Menyikapi hal tersebut, FKG Unair melalui program pendidikan profesi mahasiswanya melakukan banyak riset dan berhasil menghasilkan produk inovatif yang mendukung pemicuan pada kelompok sasaran tersebut.
“Pada jenjang pendidikan profesi di Departeman IKGM ini, mahasiswa memang dirangsang untuk peka pada permasalahan sosial kesehatan, khususnya gigi dan mulut. Lalu, dikemas dalam konsep penelitian yang berujung pada pemberdayaan masyarakat dan produk inovatif penyertanya,” imbuh Gilang yang juga menjadi salah satu dosen pembimbing para mahasiswa profesi IKGM,” Selasa (12/6).
Salah satu hasil inovasi mahasiswa adalah peluncuran buku pedoman praktis pemicuan bebas karies yang sudah disosialisasikan dan diimplementasikan di wilayah Puskesmas Tenggilis Kota Surabaya pada Maret-April 2018 lalu.
“Konsep dari buku modul panduan ini adalah membangun komunikasi antar orangtua-anak-guru, untuk saling mengawasi dan mencatat perkembangan kesehatan gigi anak,” ungkap Moch Egiarta, ketua pelaksana program.
“Di samping itu, kami bersama staf puskesmas dan guru bekerjasama untuk berlatih bagaimana memeriksa gigi anak secara sederhana, sekaligus bagaimana melaporkannya dalam bentuk catatan di modul ini,” tambah Egiarta.
Pada event yang berlangsung di SDN wilayah Tenggilis, disepakati berdasarkan hasil riset kebutuhan kesehatan gigi, bahwa memang diperlukan sebuah pedoman spesifik dalam upaya pemicuan bebas karies.

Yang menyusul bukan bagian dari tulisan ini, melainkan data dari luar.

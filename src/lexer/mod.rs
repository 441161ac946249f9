//! Lexical analysis for GPL source lines.
//!
//! Tokenizing a line takes two stages and a classification pass:
//!
//! - [`tokenizer::Stage::CommentAndString`] cuts comments and strings out
//! - [`tokenizer::Stage::Operator`] splits the remaining code into
//!   operators, numbers, identifiers and spaces
//! - [`classifier`] resolves identifiers against the operator table and the
//!   symbol catalogue
//!
//! [`lexer::Lexer`] drives the stages and splices their output into one flat
//! token list.

pub mod classifier;
pub mod config;
pub mod lexer;
pub mod tokenizer;
pub mod tokens;
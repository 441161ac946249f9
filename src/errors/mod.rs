//! Error types and error handling for the lexer.
//!
//! Every fallible operation returns an [`errors::Error`], which pairs an
//! [`errors::ErrorImpl`] variant with the source position it refers to.
//! Malformed numbers and unknown symbols are not errors: they surface as
//! token kinds so a whole line is always tokenized in one pass.

pub mod errors;
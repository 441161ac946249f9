use std::{
    collections::{BTreeSet, HashMap},
    rc::Rc,
};

use lazy_static::lazy_static;
use regex::Regex;

use crate::{errors::errors::{Error, ErrorImpl}, Position};

lazy_static! {
    static ref SYMBOL_NAME_RE: Regex = Regex::new("^[A-Z][A-Z0-9_$#]*$").expect("symbol name pattern must compile");
}

/// Source of truth for which identifiers are functions, commands or both.
pub trait SymbolCatalogue {
    fn is_function(&self, name: &str) -> bool;
    fn is_command(&self, name: &str) -> bool;
    fn all_function_names(&self) -> BTreeSet<String>;
    fn all_command_names(&self) -> BTreeSet<String>;

    fn is_function_only(&self, name: &str) -> bool {
        self.is_function(name) && !self.is_command(name)
    }

    fn is_command_only(&self, name: &str) -> bool {
        self.is_command(name) && !self.is_function(name)
    }

    fn is_both(&self, name: &str) -> bool {
        self.is_function(name) && self.is_command(name)
    }
}

#[derive(Debug, Clone, Copy, Default, PartialEq, Eq)]
struct Role {
    function: bool,
    command: bool,
}

/// In-memory catalogue snapshot. Build it once, then share it read-only.
#[derive(Debug, Clone, Default)]
pub struct Catalogue {
    symbols: HashMap<String, Role>,
}

impl Catalogue {
    pub fn new() -> Catalogue {
        Catalogue::default()
    }

    pub fn with_function(mut self, name: &str) -> Catalogue {
        self.add_function(name);
        self
    }

    pub fn with_command(mut self, name: &str) -> Catalogue {
        self.add_command(name);
        self
    }

    pub fn add_function(&mut self, name: &str) {
        self.symbols.entry(name.to_string()).or_default().function = true;
    }

    pub fn add_command(&mut self, name: &str) {
        self.symbols.entry(name.to_string()).or_default().command = true;
    }

    pub fn len(&self) -> usize {
        self.symbols.len()
    }

    pub fn is_empty(&self) -> bool {
        self.symbols.is_empty()
    }

    /// Reads a manifest of `FUNCTION NAME`, `COMMAND NAME` and `BOTH NAME`
    /// lines. Blank lines and lines starting with `#` are skipped.
    pub fn parse(manifest: &str, file: Option<String>) -> Result<Catalogue, Error> {
        let file = Rc::new(file.unwrap_or_else(|| String::from("catalogue")));
        let mut catalogue = Catalogue::new();
        let mut offset = 0;

        for line in manifest.split_inclusive('\n') {
            let entry = line.trim();
            let position = Position(offset as u32, Rc::clone(&file));
            offset += line.len();

            if entry.is_empty() || entry.starts_with('#') {
                continue;
            }

            let mut fields = entry.split_whitespace();
            let (Some(role), Some(name), None) = (fields.next(), fields.next(), fields.next()) else {
                return Err(Error::new(ErrorImpl::MalformedCatalogueEntry { line: entry.to_string() }, position));
            };
            // Names are matched exactly, so only identifiers the lexer can produce are accepted.
            if !SYMBOL_NAME_RE.is_match(name) {
                return Err(Error::new(ErrorImpl::MalformedCatalogueEntry { line: entry.to_string() }, position));
            }

            match role.to_uppercase().as_str() {
                "FUNCTION" => catalogue.add_function(name),
                "COMMAND" => catalogue.add_command(name),
                "BOTH" => {
                    catalogue.add_function(name);
                    catalogue.add_command(name);
                }
                _ => {
                    return Err(Error::new(ErrorImpl::MalformedCatalogueEntry { line: entry.to_string() }, position));
                }
            }
        }

        log::debug!("loaded {} catalogue symbols from {}", catalogue.len(), file);
        Ok(catalogue)
    }

    pub fn commands_matching(&self, pattern: &str) -> BTreeSet<String> {
        filter_names(self.all_command_names(), pattern)
    }

    pub fn functions_matching(&self, pattern: &str) -> BTreeSet<String> {
        filter_names(self.all_function_names(), pattern)
    }

    fn names_where(&self, predicate: impl Fn(&Role) -> bool) -> BTreeSet<String> {
        self.symbols
            .iter()
            .filter(|(_, role)| predicate(role))
            .map(|(name, _)| name.clone())
            .collect()
    }
}

impl SymbolCatalogue for Catalogue {
    fn is_function(&self, name: &str) -> bool {
        self.symbols.get(name).is_some_and(|role| role.function)
    }

    fn is_command(&self, name: &str) -> bool {
        self.symbols.get(name).is_some_and(|role| role.command)
    }

    fn all_function_names(&self) -> BTreeSet<String> {
        self.names_where(|role| role.function)
    }

    fn all_command_names(&self) -> BTreeSet<String> {
        self.names_where(|role| role.command)
    }
}

/// Translates a CDOS wildcard pattern into an anchored regex: `*` stands for
/// one character and `-` for one or more.
pub fn cdos_pattern_to_regex(pattern: &str) -> Option<Regex> {
    let mut translated = String::from("^");

    for ch in pattern.to_uppercase().chars() {
        match ch {
            '*' => translated.push('.'),
            '-' => translated.push_str(".+"),
            _ => translated.push_str(&regex::escape(&ch.to_string())),
        }
    }

    translated.push('$');
    Regex::new(&translated).ok()
}

fn filter_names(names: BTreeSet<String>, pattern: &str) -> BTreeSet<String> {
    if pattern.is_empty() {
        return names;
    }

    match cdos_pattern_to_regex(pattern) {
        Some(regex) => names.into_iter().filter(|name| regex.is_match(name)).collect(),
        None => BTreeSet::new(),
    }
}
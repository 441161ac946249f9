//! Character sources for the tokenizer.
//!
//! - [`reader::StringReader`] walks a fixed string with an index cursor
//! - [`reader::LineReader`] lazily appends lines from an outside supplier

pub mod reader;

“Memang baik sekali inovasi yang diberikan mahasiswa FKG Unair ini. Sebagai salah satu alumnusnya, saya ikut bangga. Karena program pemicuan bebas karies ini memang seharusnya dilaksanakan secara detil dan komprehensif seperti yang tercantum pada buku. Ternyata, bahkan jam sarapan saja, berpengaruh pada munculnya karies gigi,” imbuh drg. Razak Yuri Pratama, dokter gigi Puskesmas Tenggilis.
“Saya berharap kebaikan dari inovasi ini bisa disebarluaskan kemanfaatannya melalui Dinas Kesehatan Kota Surabaya, atau bahkan Kementerian Kesehatan,” pungkas Razak. (hari)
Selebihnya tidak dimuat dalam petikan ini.